**TASK STATEMENT**:
In the listing below, write out exactly each line from the first through the one containing "pub const ALL_QUESTIONS: &str".
──────── GIVEN RECORDS
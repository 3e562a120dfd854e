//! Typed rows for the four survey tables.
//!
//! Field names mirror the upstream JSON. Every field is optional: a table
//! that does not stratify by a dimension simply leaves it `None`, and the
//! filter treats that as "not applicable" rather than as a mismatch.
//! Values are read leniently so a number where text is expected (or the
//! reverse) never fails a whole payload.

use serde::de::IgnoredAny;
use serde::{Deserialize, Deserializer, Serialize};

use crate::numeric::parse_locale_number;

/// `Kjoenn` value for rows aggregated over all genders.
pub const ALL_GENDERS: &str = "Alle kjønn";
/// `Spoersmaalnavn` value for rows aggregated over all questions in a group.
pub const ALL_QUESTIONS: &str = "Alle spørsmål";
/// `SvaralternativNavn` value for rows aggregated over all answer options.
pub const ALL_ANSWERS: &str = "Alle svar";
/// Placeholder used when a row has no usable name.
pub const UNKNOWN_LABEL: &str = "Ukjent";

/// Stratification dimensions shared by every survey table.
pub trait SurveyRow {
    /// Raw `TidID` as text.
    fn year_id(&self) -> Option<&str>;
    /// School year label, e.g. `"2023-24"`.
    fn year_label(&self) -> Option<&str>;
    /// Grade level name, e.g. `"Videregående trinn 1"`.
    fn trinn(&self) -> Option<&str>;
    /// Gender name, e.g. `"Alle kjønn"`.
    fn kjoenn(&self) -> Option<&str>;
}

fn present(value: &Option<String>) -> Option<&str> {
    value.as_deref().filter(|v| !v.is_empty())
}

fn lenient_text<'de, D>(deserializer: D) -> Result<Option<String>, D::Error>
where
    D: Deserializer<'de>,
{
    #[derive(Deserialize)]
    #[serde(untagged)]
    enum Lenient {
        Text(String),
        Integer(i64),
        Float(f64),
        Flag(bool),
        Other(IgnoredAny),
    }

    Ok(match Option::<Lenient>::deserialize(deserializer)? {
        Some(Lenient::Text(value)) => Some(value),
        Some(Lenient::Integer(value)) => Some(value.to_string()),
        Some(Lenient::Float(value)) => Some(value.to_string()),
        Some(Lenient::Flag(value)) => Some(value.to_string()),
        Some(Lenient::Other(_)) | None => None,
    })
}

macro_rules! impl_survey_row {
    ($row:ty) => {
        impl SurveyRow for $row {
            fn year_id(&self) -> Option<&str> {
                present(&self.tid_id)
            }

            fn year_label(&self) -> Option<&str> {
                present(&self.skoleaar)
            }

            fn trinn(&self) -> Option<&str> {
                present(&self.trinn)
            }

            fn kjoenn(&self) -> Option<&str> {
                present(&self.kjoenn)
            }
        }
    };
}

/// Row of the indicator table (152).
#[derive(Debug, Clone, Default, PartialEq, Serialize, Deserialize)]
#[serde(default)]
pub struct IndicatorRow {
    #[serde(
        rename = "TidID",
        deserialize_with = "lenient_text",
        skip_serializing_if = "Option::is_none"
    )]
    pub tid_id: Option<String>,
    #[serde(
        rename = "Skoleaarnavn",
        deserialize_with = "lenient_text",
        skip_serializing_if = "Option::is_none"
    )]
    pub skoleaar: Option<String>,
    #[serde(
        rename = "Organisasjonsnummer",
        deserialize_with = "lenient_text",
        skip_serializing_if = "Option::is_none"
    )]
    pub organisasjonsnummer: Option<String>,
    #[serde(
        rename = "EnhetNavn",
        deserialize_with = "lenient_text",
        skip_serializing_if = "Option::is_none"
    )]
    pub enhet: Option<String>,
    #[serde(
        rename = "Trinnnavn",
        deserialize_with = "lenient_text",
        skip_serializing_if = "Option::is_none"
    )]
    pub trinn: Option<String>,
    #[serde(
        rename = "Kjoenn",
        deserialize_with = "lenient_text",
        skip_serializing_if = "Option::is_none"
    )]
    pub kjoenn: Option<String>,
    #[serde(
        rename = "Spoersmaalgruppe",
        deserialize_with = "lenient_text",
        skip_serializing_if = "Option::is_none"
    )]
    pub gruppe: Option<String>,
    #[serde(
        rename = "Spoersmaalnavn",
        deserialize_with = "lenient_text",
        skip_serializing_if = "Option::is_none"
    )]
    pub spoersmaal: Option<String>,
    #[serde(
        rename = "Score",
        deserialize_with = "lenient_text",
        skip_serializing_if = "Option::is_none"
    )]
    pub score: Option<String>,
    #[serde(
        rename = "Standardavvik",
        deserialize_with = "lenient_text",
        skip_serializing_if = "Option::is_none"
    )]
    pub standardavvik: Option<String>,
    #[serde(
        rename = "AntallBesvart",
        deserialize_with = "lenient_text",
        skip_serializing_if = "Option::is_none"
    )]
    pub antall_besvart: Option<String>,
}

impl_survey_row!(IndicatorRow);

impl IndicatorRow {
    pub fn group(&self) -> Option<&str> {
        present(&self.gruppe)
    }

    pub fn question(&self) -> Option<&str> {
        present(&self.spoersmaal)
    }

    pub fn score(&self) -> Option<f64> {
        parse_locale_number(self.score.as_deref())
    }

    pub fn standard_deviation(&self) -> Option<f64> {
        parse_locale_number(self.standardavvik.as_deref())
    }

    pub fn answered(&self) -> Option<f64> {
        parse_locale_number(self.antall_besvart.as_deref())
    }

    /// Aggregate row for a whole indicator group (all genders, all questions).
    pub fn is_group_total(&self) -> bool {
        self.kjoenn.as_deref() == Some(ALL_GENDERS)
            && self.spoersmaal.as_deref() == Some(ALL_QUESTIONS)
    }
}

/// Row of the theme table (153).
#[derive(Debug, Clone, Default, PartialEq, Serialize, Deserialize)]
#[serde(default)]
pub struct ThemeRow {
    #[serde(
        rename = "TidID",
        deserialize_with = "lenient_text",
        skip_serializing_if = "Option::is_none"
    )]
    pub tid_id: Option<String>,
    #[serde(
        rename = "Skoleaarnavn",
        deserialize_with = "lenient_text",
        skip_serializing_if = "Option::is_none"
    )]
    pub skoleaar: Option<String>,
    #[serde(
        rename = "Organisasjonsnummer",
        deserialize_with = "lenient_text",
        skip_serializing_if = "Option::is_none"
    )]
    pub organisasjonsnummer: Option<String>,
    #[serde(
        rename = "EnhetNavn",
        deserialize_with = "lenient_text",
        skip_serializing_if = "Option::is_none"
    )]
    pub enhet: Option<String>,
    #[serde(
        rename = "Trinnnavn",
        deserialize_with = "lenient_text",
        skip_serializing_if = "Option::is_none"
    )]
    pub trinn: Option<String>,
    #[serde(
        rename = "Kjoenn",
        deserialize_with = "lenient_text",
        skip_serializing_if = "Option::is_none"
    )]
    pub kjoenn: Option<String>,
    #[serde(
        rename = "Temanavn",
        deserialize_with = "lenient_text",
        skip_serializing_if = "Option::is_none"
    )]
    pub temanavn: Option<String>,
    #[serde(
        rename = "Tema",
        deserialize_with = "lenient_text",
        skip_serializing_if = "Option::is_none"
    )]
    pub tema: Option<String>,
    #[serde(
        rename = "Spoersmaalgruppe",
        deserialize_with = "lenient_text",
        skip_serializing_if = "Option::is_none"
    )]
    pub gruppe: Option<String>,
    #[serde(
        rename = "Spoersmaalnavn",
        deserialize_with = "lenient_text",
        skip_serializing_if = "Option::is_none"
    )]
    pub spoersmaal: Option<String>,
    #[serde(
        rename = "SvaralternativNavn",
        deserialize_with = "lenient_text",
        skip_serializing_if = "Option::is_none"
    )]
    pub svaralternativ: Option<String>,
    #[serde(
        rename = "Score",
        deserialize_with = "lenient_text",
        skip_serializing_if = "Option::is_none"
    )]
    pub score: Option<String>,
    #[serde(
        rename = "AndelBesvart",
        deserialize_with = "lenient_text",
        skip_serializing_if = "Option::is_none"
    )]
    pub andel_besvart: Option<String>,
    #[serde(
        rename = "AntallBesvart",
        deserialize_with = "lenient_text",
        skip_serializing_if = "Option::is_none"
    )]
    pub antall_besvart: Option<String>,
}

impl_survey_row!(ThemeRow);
────────────────
**ANSWER AREA**:
repository 3e562a120dfd854e
//! Typed rows for the four survey tables.
//!
//! Field names mirror the upstream JSON. Every field is optional: a table
//! that does not stratify by a dimension simply leaves it `None`, and the
//! filter treats that as "not applicable" rather than as a mismatch.
//! Values are read leniently so a number where text is expected (or the
//! reverse) never fails a whole payload.

use serde::de::IgnoredAny;
use serde::{Deserialize, Deserializer, Serialize};

use crate::numeric::parse_locale_number;

/// `Kjoenn` value for rows aggregated over all genders.
pub const ALL_GENDERS: &str = "Alle kjønn";
/// `Spoersmaalnavn` value for rows aggregated over all questions in a group.
pub const ALL_QUESTIONS: &str = "Alle spørsmål";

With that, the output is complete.